Le revisioni del dottor Mathie, che forniscono la sintesi più rigorosa delle prove cliniche in omeopatia fino ad oggi, rimangono valide: le conclusioni riguardanti la dimensione degli effetti benefici del trattamento omeopatico si basavano solo sugli studi di altissima qualità, che avevano un basso rischio di distorsione. Poiché la maggior parte degli studi non registrati hanno un alto rischio di distorsione, essi non avrebbero influenzato le conclusioni di queste revisioni.
Mentre sono stati chiaramente fatti dei tentativi di usare questo nuovo studio per minare la base delle prove dell’omeopatia, sostenendo una “cattiva pratica di ricerca“, tali affermazioni sono completamente infondate.
Come spiega il dottor Alexander Tournier, direttore esecutivo dell’HRI, “La distorsione dei resoconti è un problema ben riconosciuto in tutte le aree della ricerca medica, quindi non sorprende che si verifichi nella ricerca sull’omeopatia. La scoperta più interessante di questo nuovo studio, pubblicato su ‘BMJ Evidence Based Medicine’, è che ora sappiamo che l’omeopatia supera la medicina convenzionale sotto questo aspetto, con livelli inferiori di reporting bias“.

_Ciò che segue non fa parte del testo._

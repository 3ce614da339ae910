use albmig_core::error::CoreError;
use axum::http::StatusCode;
use axum::response::{IntoResponse, Response};
use serde_json::json;

/// Application-level error type for HTTP handlers.
///
/// Wraps [`CoreError`] for domain errors and store errors from sqlx.
/// Implements [`IntoResponse`] to produce consistent JSON error responses of
/// the form `{ "error": message, "code": CODE }`.
#[derive(Debug, thiserror::Error)]
pub enum AppError {
    /// A domain-level error from `albmig_core`.
    #[error(transparent)]
    Core(#[from] CoreError),

    /// A store error (surfaced by sqlx for both store backends).
    #[error("Database error: {0}")]
    Database(#[from] sqlx::Error),

    /// A resource that has no numeric id, e.g. the lab controller record.
    #[error("Not found: {0}")]
    NotFound(String),
}

/// Convenience type alias for handler return values.
pub type AppResult<T> = Result<T, AppError>;

impl IntoResponse for AppError {
    fn into_response(self) -> Response {
        let (status, code, message) = match &self {
            // --- CoreError variants ---
            AppError::Core(core) => match core {
                CoreError::NotFound { entity, id } => (
                    StatusCode::NOT_FOUND,
                    "NOT_FOUND",
                    format!("{entity} with id {id} not found"),
                ),
                CoreError::Validation(msg) => {
                    (StatusCode::BAD_REQUEST, "VALIDATION_ERROR", msg.clone())
                }
                CoreError::Conflict(msg) => (StatusCode::CONFLICT, "CONFLICT", msg.clone()),
                CoreError::Unauthorized(msg) => {
                    (StatusCode::UNAUTHORIZED, "UNAUTHORIZED", msg.clone())
                }
                CoreError::ControllerUnreachable(msg) => {
                    tracing::warn!(error = %msg, "Lab controller unreachable");
                    (StatusCode::BAD_GATEWAY, "CONTROLLER_UNREACHABLE", msg.clone())
                }
                CoreError::Internal(msg) => {
                    tracing::error!(error = %msg, "Internal core error");
                    (
                        StatusCode::INTERNAL_SERVER_ERROR,
                        "INTERNAL_ERROR",
                        "An internal error occurred".to_string(),
                    )
                }
            },

            // --- Store errors ---
            AppError::Database(err) => classify_sqlx_error(err),

            // --- HTTP-specific errors ---
            AppError::NotFound(msg) => (StatusCode::NOT_FOUND, "NOT_FOUND", msg.clone()),
        };

        let body = json!({
            "error": message,
            "code": code,
        });

        (status, axum::Json(body)).into_response()
    }
}

/// Classify a sqlx error into an HTTP status, error code, and message.
///
/// - `RowNotFound` maps to 404.
/// - Pool exhaustion, closed pools and I/O or TLS failures map to 503
///   `STORE_UNAVAILABLE`.
/// - Unique constraint violations (constraint name starting with `uq_`) map to 409.
/// - Everything else maps to 500 with a sanitized message.
fn classify_sqlx_error(err: &sqlx::Error) -> (StatusCode, &'static str, String) {
    match err {
        sqlx::Error::RowNotFound => (
            StatusCode::NOT_FOUND,
            "NOT_FOUND",
            "Resource not found".to_string(),
        ),
        sqlx::Error::PoolTimedOut
        | sqlx::Error::PoolClosed
        | sqlx::Error::Io(_)
        | sqlx::Error::Tls(_) => {
            tracing::error!(error = %err, "Configuration store unavailable");
            (
                StatusCode::SERVICE_UNAVAILABLE,
                "STORE_UNAVAILABLE",
                "The configuration store is unavailable".to_string(),
            )
        }
        sqlx::Error::Database(db_err) => {
            // PostgreSQL unique constraint violation: error code 23505
            if db_err.code().as_deref() == Some("23505") {
                let constraint = db_err.constraint().unwrap_or("unknown");
                if constraint.starts_with("uq_") {
                    return (
                        StatusCode::CONFLICT,
                        "CONFLICT",
                        format!("Duplicate value violates unique constraint: {constraint}"),
                    );
                }
            }
            tracing::error!(error = %db_err, "Database error");
            (
                StatusCode::INTERNAL_SERVER_ERROR,
                "INTERNAL_ERROR",
                "An internal error occurred".to_string(),
            )
        }
        other => {
            tracing::error!(error = %other, "Database error");
            (
                StatusCode::INTERNAL_SERVER_ERROR,
                "INTERNAL_ERROR",
                "An internal error occurred".to_string(),
            )
        }
    }
}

HRI è impegnata a promuovere e sostenere la più alta qualità della ricerca: sostiene quindi tutti gli sforzi che vengono fatti per ridurre i reporting bias nella ricerca clinica per informare più accuratamente le scelte sanitarie. Nel frattempo, è rassicurante per i pazienti, i decisori politici e gli scienziati sapere ora che, contrariamente alle affermazioni di questi autori, la base di prove cliniche dell’omeopatia non ha bisogno di una “interpretazione più cauta” di qualsiasi altra prova scientifica.